Problem to solve — Show every line from the entries that follow which holds the word "derive".

[[ Information open ]]

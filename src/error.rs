//! Error types for the ClickHouse MCP Server.
//!
//! Every failure coming out of the database layer is a `DbError`. Tool
//! handlers never hand these to the MCP client as protocol errors; they are
//! rendered into the tool's text result (see [`crate::tools::ToolOutput`]).

use thiserror::Error;

#[derive(Error, Debug)]
pub enum DbError {
    #[error("Connection failed: {message}")]
    Connection { message: String, suggestion: String },

    #[error("{}", format_query_error(.message, .code))]
    Query {
        message: String,
        /// ClickHouse exception code, e.g. 60 for UNKNOWN_TABLE
        code: Option<i32>,
    },

    #[error("Permission denied: {operation} - {reason}")]
    Permission { operation: String, reason: String },

    #[error("Invalid input: {message}")]
    InvalidInput { message: String },

    #[error("Timeout: {operation} exceeded {elapsed_secs}s")]
    Timeout {
        operation: String,
        elapsed_secs: u64,
    },

    #[error("Internal error: {message}")]
    Internal { message: String },
}

fn format_query_error(message: &str, code: &Option<i32>) -> String {
    match code {
        Some(code) => format!("Query failed (code {code}): {message}"),
        None => format!("Query failed: {message}"),
    }
}

impl DbError {
    /// Create a connection error with a helpful suggestion.
    pub fn connection(message: impl Into<String>, suggestion: impl Into<String>) -> Self {
        Self::Connection {
            message: message.into(),
            suggestion: suggestion.into(),
        }
    }

    /// Create a query error with the optional server exception code.
    pub fn query(message: impl Into<String>, code: Option<i32>) -> Self {
        Self::Query {
            message: message.into(),
            code,
        }
    }

    /// Create a permission error.
    pub fn permission(operation: impl Into<String>, reason: impl Into<String>) -> Self {
        Self::Permission {
            operation: operation.into(),
            reason: reason.into(),
        }
    }

    /// Create an invalid input error.
    pub fn invalid_input(message: impl Into<String>) -> Self {
        Self::InvalidInput {
            message: message.into(),
        }
    }

    /// Create a timeout error.
    pub fn timeout(operation: impl Into<String>, elapsed_secs: u64) -> Self {
        Self::Timeout {
            operation: operation.into(),
            elapsed_secs,
        }
    }

    /// Create an internal error.
    pub fn internal(message: impl Into<String>) -> Self {
        Self::Internal {
            message: message.into(),
        }
    }

    /// Get the suggestion for this error, if available.
    pub fn suggestion(&self) -> Option<&str> {
        match self {
            Self::Connection { suggestion, .. } => Some(suggestion),
            _ => None,
        }
    }

    /// ClickHouse exception code reported by the server, if any.
    pub fn server_code(&self) -> Option<i32> {
        match self {
            Self::Query { code, .. } => *code,
            _ => None,
        }
    }
}

/// Result type alias for database operations.
pub type DbResult<T> = Result<T, DbError>;
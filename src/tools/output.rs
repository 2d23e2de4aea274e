//! Uniform tool result type.
//!
//! Tool handlers never fail: success and failure are both text, and a
//! failure always starts with [`ERROR_MARKER`]. [`ToolOutput`] carries which
//! of the two it is so the MCP layer can flag errors without changing the
//! text the caller sees.

use crate::error::DbResult;
use rmcp::model::{CallToolResult, Content};

/// Every failure message starts with this marker.
pub const ERROR_MARKER: &str = "❌ Error";

pub const QUERY_ERROR_PREFIX: &str = "❌ Error";
pub const LIST_TABLES_ERROR_PREFIX: &str = "❌ Error fetching tables";
pub const DESCRIBE_ERROR_PREFIX: &str = "❌ Error describing table";

/// Text result of a tool call.
#[derive(Debug, Clone, PartialEq, Eq)]
pub enum ToolOutput {
    Success(String),
    Failure(String),
}

impl ToolOutput {
    /// Fold a handler pipeline into text, prefixing failures with `error_prefix`.
    ///
    /// A failure that carries a suggestion gets it on a second line.
    pub fn from_result(result: DbResult<String>, error_prefix: &str) -> Self {
        match result {
            Ok(text) => Self::Success(text),
            Err(e) => match e.suggestion() {
                Some(suggestion) => {
                    Self::Failure(format!("{error_prefix}: {e}\nSuggestion: {suggestion}"))
                }
                None => Self::Failure(format!("{error_prefix}: {e}")),
            },
        }
    }

    pub fn text(&self) -> &str {
        match self {
            Self::Success(text) | Self::Failure(text) => text,
        }
    }

    pub fn into_text(self) -> String {
        match self {
            Self::Success(text) | Self::Failure(text) => text,
        }
    }

    pub fn is_error(&self) -> bool {
        matches!(self, Self::Failure(_))
    }
}

impl From<ToolOutput> for CallToolResult {
    fn from(output: ToolOutput) -> Self {
        match output {
            ToolOutput::Success(text) => CallToolResult::success(vec![Content::text(text)]),
            ToolOutput::Failure(text) => CallToolResult::error(vec![Content::text(text)]),
        }
    }
}

#[cfg(test)]
mod tests {
    use super::*;
    use crate::error::DbError;

    #[test]
    fn test_from_result_success() {
        let out = ToolOutput::from_result(Ok("1".to_string()), QUERY_ERROR_PREFIX);
        assert_eq!(out, ToolOutput::Success("1".to_string()));
        assert!(!out.is_error());
    }

    #[test]
    fn test_from_result_failure() {
        let out = ToolOutput::from_result(
            Err(DbError::query("Syntax error", Some(62))),
            QUERY_ERROR_PREFIX,
        );
        assert!(out.is_error());
        assert_eq!(out.text(), "❌ Error: Query failed (code 62): Syntax error");
    }

    #[test]
    fn test_from_result_failure_with_suggestion() {
        let out = ToolOutput::from_result(
            Err(DbError::connection(
                "Cannot reach ClickHouse at http://localhost:8123/",
                "Check that ClickHouse is running",
            )),
            LIST_TABLES_ERROR_PREFIX,
        );
        assert_eq!(
            out.text(),
            "❌ Error fetching tables: Connection failed: Cannot reach ClickHouse at http://localhost:8123/\n\
             Suggestion: Check that ClickHouse is running"
        );
    }

    #[test]
    fn test_all_prefixes_carry_marker() {
        for prefix in [
            QUERY_ERROR_PREFIX,
            LIST_TABLES_ERROR_PREFIX,
            DESCRIBE_ERROR_PREFIX,
        ] {
            let out = ToolOutput::from_result(Err(DbError::internal("boom")), prefix);
            assert!(out.text().starts_with(ERROR_MARKER));
        }
    }

    #[test]
    fn test_into_call_tool_result() {
        let ok: CallToolResult = ToolOutput::Success("fine".to_string()).into();
        assert_eq!(ok.is_error, Some(false));

        let err: CallToolResult = ToolOutput::Failure("❌ Error: x".to_string()).into();
        assert_eq!(err.is_error, Some(true));
    }
}
//! Stdio transport for the MCP server.
//!
//! This transport uses standard input/output for communication,
//! which is the standard mode for CLI-based MCP integrations.

use crate::db::ClickHouseConnection;
use crate::error::{DbError, DbResult};
use crate::mcp::ClickHouseService;
use crate::tools::WritePolicy;
use crate::transport::{Transport, shutdown_signal};
use rmcp::{ServiceExt, transport::stdio};
use std::sync::Arc;
use tracing::{info, warn};

/// Stdio transport implementation.
///
/// This transport reads JSON-RPC messages from stdin and writes
/// responses to stdout, following the MCP protocol specification.
pub struct StdioTransport {
    connection: Arc<dyn ClickHouseConnection>,
    policy: WritePolicy,
}

impl StdioTransport {
    /// Create a new stdio transport serving the given connection.
    pub fn new(connection: Arc<dyn ClickHouseConnection>, policy: WritePolicy) -> Self {
        Self { connection, policy }
    }
}

impl Transport for StdioTransport {
    async fn run(&self) -> DbResult<()> {
        info!("Starting MCP server with stdio transport");

        let service = ClickHouseService::new(self.connection.clone(), self.policy);

        // Create the stdio transport and run the service
        let transport = stdio();
        let running_service = service
            .serve(transport)
            .await
            .map_err(|e| DbError::internal(format!("Failed to start stdio transport: {e}")))?;

        let shutdown_requested = tokio::select! {
            result = running_service.waiting() => {
                match result {
                    Ok(_quit_reason) => {
                        info!("Stdio transport completed normally");
                    }
                    Err(e) => {
                        warn!(error = %e, "Stdio transport error");
                        return Err(DbError::internal(format!("Stdio transport error: {e}")));
                    }
                }
                false
            }
            _ = shutdown_signal() => {
                info!("Shutdown signal received");
                true
            }
        };

        if shutdown_requested {
            // stdin reads block and cannot be interrupted by tokio::select!
            info!("Exiting process");
            std::process::exit(0);
        }

        Ok(())
    }

    fn name(&self) -> &'static str {
        "stdio"
    }
}

#[cfg(test)]
mod tests {
    use super::*;
    use crate::config::ClickHouseConfig;
    use crate::db::HttpConnection;

    #[test]
    fn test_stdio_transport_creation() {
        let connection = HttpConnection::new(&ClickHouseConfig::default()).unwrap();
        let transport = StdioTransport::new(Arc::new(connection), WritePolicy::ReadOnly);
        assert_eq!(transport.name(), "stdio");
    }
}
//! Data models for the ClickHouse MCP Server.
//!
//! This module re-exports all model types used throughout the application.

pub mod result;

pub use result::{ColumnDescriptor, ResultSet, Row, display_value};
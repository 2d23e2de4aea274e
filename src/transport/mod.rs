//! Transport layer for the MCP server.
//!
//! Both transports serve a [`crate::mcp::ClickHouseService`] over the same
//! shared connection:
//! - Stdio: Standard input/output for CLI integration (default)
//! - HTTP: Streamable HTTP with Server-Sent Events for web clients

pub mod http;
pub mod stdio;

pub use http::HttpTransport;
pub use stdio::StdioTransport;

use crate::error::DbResult;
use std::future::Future;
use tokio::signal;
use tracing::{info, warn};

/// Trait for MCP transport implementations.
pub trait Transport: Send + Sync {
    /// Serve MCP requests until the client disconnects or a shutdown signal arrives.
    fn run(&self) -> impl Future<Output = DbResult<()>> + Send;

    /// Get the name of this transport for logging.
    fn name(&self) -> &'static str;
}

/// Resolve on SIGINT or SIGTERM. A handler that cannot be installed never fires.
pub(crate) async fn shutdown_signal() {
    let interrupt = async {
        if let Err(e) = signal::ctrl_c().await {
            warn!(error = %e, "Failed to listen for Ctrl+C");
            std::future::pending::<()>().await;
        }
    };

    #[cfg(unix)]
    let terminate = async {
        match signal::unix::signal(signal::unix::SignalKind::terminate()) {
            Ok(mut stream) => {
                stream.recv().await;
            }
            Err(e) => {
                warn!(error = %e, "Failed to install SIGTERM handler");
                std::future::pending::<()>().await;
            }
        }
    };

    #[cfg(not(unix))]
    let terminate = std::future::pending::<()>();

    tokio::select! {
        _ = interrupt => info!("Received SIGINT"),
        _ = terminate => info!("Received SIGTERM"),
    }
}
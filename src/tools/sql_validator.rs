//! SQL statement classification for the `run_query` tool.
//!
//! Two independent checks live here:
//!
//! - [`is_read_statement`] decides how a result is rendered (header row or
//!   not). It is a plain `SELECT` prefix test.
//! - [`validate`] is the read-only gate. It looks at the leading keyword only
//!   and, unless writes are allowed, rejects anything outside
//!   [`READ_KEYWORDS`] before the statement reaches the server.
//!
//! Neither check parses SQL. A mutating statement hidden behind an allowed
//! keyword (e.g. `WITH ... INSERT`) is refused by the server, since a
//! read-only connection sends `readonly=2` with every statement.

use crate::error::{DbError, DbResult};

/// Leading keywords accepted while the server is read-only.
pub const READ_KEYWORDS: &[&str] = &[
    "SELECT", "WITH", "SHOW", "DESC", "DESCRIBE", "EXPLAIN", "EXISTS",
];

/// Type of SQL statement detected from its leading keyword.
#[derive(Debug, Clone, Copy, PartialEq, Eq)]
pub enum SqlStatementType {
    /// SELECT, WITH, SHOW, DESCRIBE, EXPLAIN, EXISTS
    Read,
    /// INSERT, UPDATE, DELETE
    DmlWrite,
    /// CREATE, DROP, ALTER, TRUNCATE, RENAME, ATTACH, DETACH, EXCHANGE, UNDROP
    Ddl,
    /// SET, USE, GRANT, REVOKE, KILL, OPTIMIZE, SYSTEM, ...
    Administrative,
    /// Anything else
    Unknown,
}

/// Whether `run_query` may execute statements outside the read allow-list.
#[derive(Debug, Clone, Copy, PartialEq, Eq, Default)]
pub enum WritePolicy {
    /// Only [`READ_KEYWORDS`] statements run.
    #[default]
    ReadOnly,
    /// Every statement runs.
    AllowWrites,
}

impl WritePolicy {
    pub fn from_allow_writes(allow_writes: bool) -> Self {
        if allow_writes {
            Self::AllowWrites
        } else {
            Self::ReadOnly
        }
    }

    pub fn allows_writes(self) -> bool {
        matches!(self, Self::AllowWrites)
    }
}

mod error_messages {
    pub const DML_WRITE: &str = "Write operations are not allowed; the server is read-only.";
    pub const DDL: &str = "Schema modifications are not allowed; the server is read-only.";
    pub const ADMINISTRATIVE: &str =
        "Administrative statements are not allowed; the server is read-only.";
    pub const UNKNOWN: &str =
        "Unrecognized statement. Only SELECT, WITH, SHOW, DESCRIBE, EXPLAIN and EXISTS are allowed.";
}

/// True if the statement starts with `SELECT`, ignoring case and leading whitespace.
///
/// Decides only whether a header row is rendered.
pub fn is_read_statement(sql: &str) -> bool {
    sql.trim_start().to_uppercase().starts_with("SELECT")
}

/// Upper-cased leading keyword, skipping whitespace and opening parentheses.
pub fn leading_keyword(sql: &str) -> String {
    sql.trim_start_matches(|c: char| c.is_whitespace() || c == '(')
        .chars()
        .take_while(|c| c.is_ascii_alphabetic())
        .collect::<String>()
        .to_ascii_uppercase()
}

/// Classify a statement by its leading keyword.
pub fn classify(sql: &str) -> SqlStatementType {
    let keyword = leading_keyword(sql);
    if READ_KEYWORDS.contains(&keyword.as_str()) {
        return SqlStatementType::Read;
    }
    match keyword.as_str() {
        "INSERT" | "UPDATE" | "DELETE" => SqlStatementType::DmlWrite,
        "CREATE" | "DROP" | "ALTER" | "TRUNCATE" | "RENAME" | "ATTACH" | "DETACH"
        | "EXCHANGE" | "UNDROP" => SqlStatementType::Ddl,
        "SET" | "USE" | "GRANT" | "REVOKE" | "KILL" | "OPTIMIZE" | "SYSTEM" | "BACKUP"
        | "RESTORE" | "MOVE" => SqlStatementType::Administrative,
        _ => SqlStatementType::Unknown,
    }
}

/// Gate a statement before execution.
///
/// Empty statements are rejected under every policy.
pub fn validate(sql: &str, policy: WritePolicy) -> DbResult<()> {
    if sql.trim().is_empty() {
        return Err(DbError::invalid_input("Empty SQL statement"));
    }
    if policy.allows_writes() {
        return Ok(());
    }
    validate_readonly(sql)
}

/// Reject anything that is not a read statement.
pub fn validate_readonly(sql: &str) -> DbResult<()> {
    let reason = match classify(sql) {
        SqlStatementType::Read => return Ok(()),
        SqlStatementType::DmlWrite => error_messages::DML_WRITE,
        SqlStatementType::Ddl => error_messages::DDL,
        SqlStatementType::Administrative => error_messages::ADMINISTRATIVE,
        SqlStatementType::Unknown => error_messages::UNKNOWN,
    };
    let keyword = leading_keyword(sql);
    let operation = if keyword.is_empty() {
        "Unknown".to_string()
    } else {
        keyword
    };
    Err(DbError::permission(operation, reason))
}

/// Drop trailing whitespace and statement terminators so a clause can be appended.
pub fn strip_trailing_terminators(sql: &str) -> &str {
    sql.trim_end_matches(|c: char| c == ';' || c.is_whitespace())
}
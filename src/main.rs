//! ClickHouse MCP Server - Main entry point.
//!
//! This server provides MCP (Model Context Protocol) tools for AI assistants
//! to run queries against a ClickHouse database and inspect its schema.

use clap::Parser;
use clickhouse_mcp_server::config::{Config, TransportMode};
use clickhouse_mcp_server::db::{ClickHouseConnection, HttpConnection};
use clickhouse_mcp_server::tools::WritePolicy;
use clickhouse_mcp_server::transport::{HttpTransport, StdioTransport, Transport};
use std::sync::Arc;
use tracing::{error, info, warn};
use tracing_subscriber::{EnvFilter, fmt, prelude::*};

/// Initialize the tracing subscriber for logging.
///
/// Logs go to stderr; stdout belongs to the stdio transport.
fn init_tracing(config: &Config) {
    if !config.enable_logs {
        return;
    }

    let filter =
        EnvFilter::try_from_default_env().unwrap_or_else(|_| EnvFilter::new(&config.log_level));

    let subscriber = tracing_subscriber::registry().with(filter);

    if config.json_logs {
        subscriber
            .with(fmt::layer().json().with_writer(std::io::stderr))
            .init();
    } else {
        subscriber
            .with(
                fmt::layer()
                    .with_target(true)
                    .with_thread_ids(false)
                    .with_writer(std::io::stderr),
            )
            .init();
    }
}

#[tokio::main]
async fn main() -> Result<(), Box<dyn std::error::Error>> {
    // Parse configuration from command line and environment
    let config = Config::parse();

    init_tracing(&config);

    let policy = WritePolicy::from_allow_writes(config.allow_writes);
    let clickhouse = config.clickhouse();

    info!(
        transport = %config.transport,
        host = %clickhouse.host,
        port = clickhouse.port,
        database = %clickhouse.database,
        read_only = !policy.allows_writes(),
        "Starting ClickHouse MCP Server v{}",
        env!("CARGO_PKG_VERSION")
    );

    let connection = HttpConnection::new(&clickhouse)?;

    // Tool calls report connection failures themselves; an unreachable server
    // at startup is not fatal.
    match connection.ping().await {
        Ok(()) => info!(url = %connection.base_url(), "ClickHouse is reachable"),
        Err(e) => warn!(error = %e, "ClickHouse ping failed; continuing"),
    }

    let connection: Arc<dyn ClickHouseConnection> = Arc::new(connection);

    let result = match config.transport {
        TransportMode::Stdio => {
            info!("Using stdio transport");
            let transport = StdioTransport::new(connection, policy);
            transport.run().await
        }
        TransportMode::Http => {
            info!(
                host = %config.http_host,
                port = config.http_port,
                endpoint = %config.mcp_endpoint,
                "Using HTTP transport"
            );
            let transport = HttpTransport::new(
                connection,
                policy,
                &config.http_host,
                config.http_port,
                &config.mcp_endpoint,
            );
            transport.run().await
        }
    };

    if let Err(e) = result {
        error!(error = %e, "Server error");
        return Err(e.into());
    }

    info!("Server shutdown complete");
    Ok(())
}
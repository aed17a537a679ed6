//! Page routes - full HTML page renders.

use axum::extract::{Path, State};
use std::sync::Arc;

use crate::helpers::{OptionExt, RouteResult};
use crate::state::AppState;
use crate::templates::{IndexTemplate, ResultTemplate};

/// Landing page with the upload form.
pub async fn index(State(state): State<Arc<AppState>>) -> IndexTemplate {
    IndexTemplate {
        max_mib: state.config.max_source_bytes / (1024 * 1024),
    }
}

/// Result page for a finished run, linking to the download.
pub async fn result_page(
    State(state): State<Arc<AppState>>,
    Path(session_id): Path<String>,
) -> RouteResult<ResultTemplate> {
    let session = state
        .get_session(&session_id)
        .await
        .or_not_found("Session not found")?;

    let (content_filename, style_filename, page_count, download_name) = session
        .with_session(|s| {
            (
                s.content_filename.clone(),
                s.style_filename.clone(),
                s.page_count,
                s.download_name.clone(),
            )
        })
        .await
        .or_not_found("Session not found")?;

    Ok(ResultTemplate {
        session_id,
        content_filename,
        style_filename,
        page_count,
        download_name,
    })
}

[[ Information closed ]]

Written response —
#[derive(Error, Debug)]
#[derive(Debug, Clone, PartialEq, Eq)]
#[derive(Debug, Clone, Copy, PartialEq, Eq)]
#[derive(Debug, Clone, Copy, PartialEq, Eq, Default)]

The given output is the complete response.